Liking cljdoc? Tell your friends :D

Designing database schema in EVA vs SQL.

Probably the best way to demonstrate differences is on small simple example:

Consider implementation of application for tracking personal expenses. Information about expenses could come from different sources:

  • Photos of receipts
  • Daily CSV imports from bank account
  • Manual entries for cash expenses when receipt is not available

Daily imports and receipt processing are not always guaranteed to produce right data and user must be able to fix errors by overriding original entries with manual ones.

Also user want to see monthly expenses report and must able to track every entry back to its original source: such trace must include all manual modifications if there were any.

SQL version

Let's start with use cases one of which is the monthly report. We limit it to just finding summary for simplicity. How SQL query finding summary will look like? Probably somewhat like:

SELECT SUM(amount) FROM expenses WHERE made_at BETWEEN '2018-01-01' AND '2018-02-01';

where expenses table has schema:

ColumnType
idinteger
amountreal
made_attimestamp

But this does not have any link to original source of expense, which in database terms is a foreign key.
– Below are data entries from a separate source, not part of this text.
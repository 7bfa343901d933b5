//! The shared-store trait and live-update types.

use crate::error::StoreResult;
use larder_protocol::{AccessCode, SharedRecord, Version};
use std::sync::mpsc::{Receiver, TryRecvError};

/// A live-update notification for one access code.
#[derive(Debug, Clone, Copy, PartialEq, Eq)]
pub enum RemoteEvent {
    /// The record was written; carries the version of the write.
    Changed(Version),
    /// The access code was revoked by an administrator.
    Invalidated,
}

/// A handle to a live-update subscription.
///
/// Events are delivered over an internal channel; dropping the handle
/// unsubscribes. The engine drains events explicitly rather than being
/// called back, which keeps the single-threaded event model honest.
pub struct Subscription {
    receiver: Receiver<RemoteEvent>,
}

impl Subscription {
    /// Wraps a receiver into a subscription handle.
    pub fn new(receiver: Receiver<RemoteEvent>) -> Self {
        Self { receiver }
    }

    /// Drains all events delivered since the last call.
    pub fn drain(&self) -> Vec<RemoteEvent> {
        let mut events = Vec::new();
        loop {
            match self.receiver.try_recv() {
                Ok(event) => events.push(event),
                Err(TryRecvError::Empty) | Err(TryRecvError::Disconnected) => break,
            }
        }
        events
    }
}

/// Durable keyed storage shared between devices.
///
/// One record per access code, written wholesale. Implementations must
/// make `put` atomic: a reader never observes a partially written
/// record. The only field-level write is [`SharedStore::mark_invalidated`],
/// which flips the revocation flag without touching state or version so
/// a revocation cannot clobber a concurrent state write.
pub trait SharedStore<S>: Send + Sync {
    /// Reads the record for a code. `Ok(None)` if no record exists.
    fn get(&self, code: &AccessCode) -> StoreResult<Option<SharedRecord<S>>>;

    /// Replaces the record for a code (whole-record write).
    fn put(&self, code: &AccessCode, record: SharedRecord<S>) -> StoreResult<()>;

    /// Marks the record for a code as invalidated (merge-write).
    fn mark_invalidated(&self, code: &AccessCode) -> StoreResult<()>;

    /// Subscribes to live updates for a code.
    fn subscribe(&self, code: &AccessCode) -> StoreResult<Subscription>;
}

#[cfg(test)]
mod tests {
    use super::*;
    use std::sync::mpsc;

    #[test]
    fn drain_empties_channel() {
        let (tx, rx) = mpsc::channel();
        let sub = Subscription::new(rx);

        tx.send(RemoteEvent::Changed(Version::from_millis(1))).unwrap();
        tx.send(RemoteEvent::Invalidated).unwrap();

        let events = sub.drain();
        assert_eq!(events.len(), 2);
        assert_eq!(events[1], RemoteEvent::Invalidated);
        assert!(sub.drain().is_empty());
    }

    #[test]
    fn drain_survives_sender_drop() {
        let (tx, rx) = mpsc::channel();
        let sub = Subscription::new(rx);
        tx.send(RemoteEvent::Changed(Version::from_millis(7))).unwrap();
        drop(tx);

        assert_eq!(sub.drain().len(), 1);
        assert!(sub.drain().is_empty());
    }
}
There are three sources of expenses, does it mean there must be three foreign keys? It is a one option, however there another more scalable way: We could say that all three different types of input are some kind of "source" and link expenses to their "sources":

expenses

ColumnType
idinteger
source_idinteger
amountreal
made_attimestamp

sources

ColumnType
idinteger

In OO terms 'source' is a base class for inputs:

There are few ways to map hierarchy of classes ManualEntry, ReceiptItem, CSVRow and Source into tables:

  1. Table per class hierarchy
  2. Table per subclass
  3. Table per concrete class

For our purposes it is not very important how mapping is done. The more interesting question is how to address another requirement - how user would be able to manually override erroneous entries? Consider following scenario:

  1. User buys beer, scan receipt and new record in expenses gets created with amount $899 (OCR error)
  2. User detects an error and wants to manually override it with correct value $8.99.

In this scenario what kind of changes of expenses table need to be done? There are two possible choices:

  1. UPDATE invalid record with valid value
  2. INSERT new record with valid value

Here is the dilemma: Updating would erase history (and trace-ability requirement would not be met), inserting new record would break monthly report. Let's try to not erase any data but rather come up with way to interpret them correctly, i.e. let's try second approach. Then we have to do something about query:

SELECT SUM(amount) FROM expenses WHERE made_at BETWEEN '2018-01-01' AND '2018-02-01';

since it would contain both values for same item: incorrect one - $899 and correct one - $8.99

The way query has to be updated could be described as follows: get all expenses for January which were not overridden and sum up their amounts. However data model is missing idea of expenses being overridden. This could be fixed by adding "overrides" relation:

Class Diagram

The schema for sources table:

ColumnType
idinteger
overrides_idinteger

and query would be somewhat like:

SELECT SUM(amount) FROM expenses e JOIN sources s ON s.id = e.source_id
AND NOT EXISTS (SELECT * FROM sources s2 WHERE s2.overrides_id = s.id)
AND made_at BETWEEN '2018-01-01' AND '2018-02-01';

Now all historical changes could be captured and correct monthly reports generated.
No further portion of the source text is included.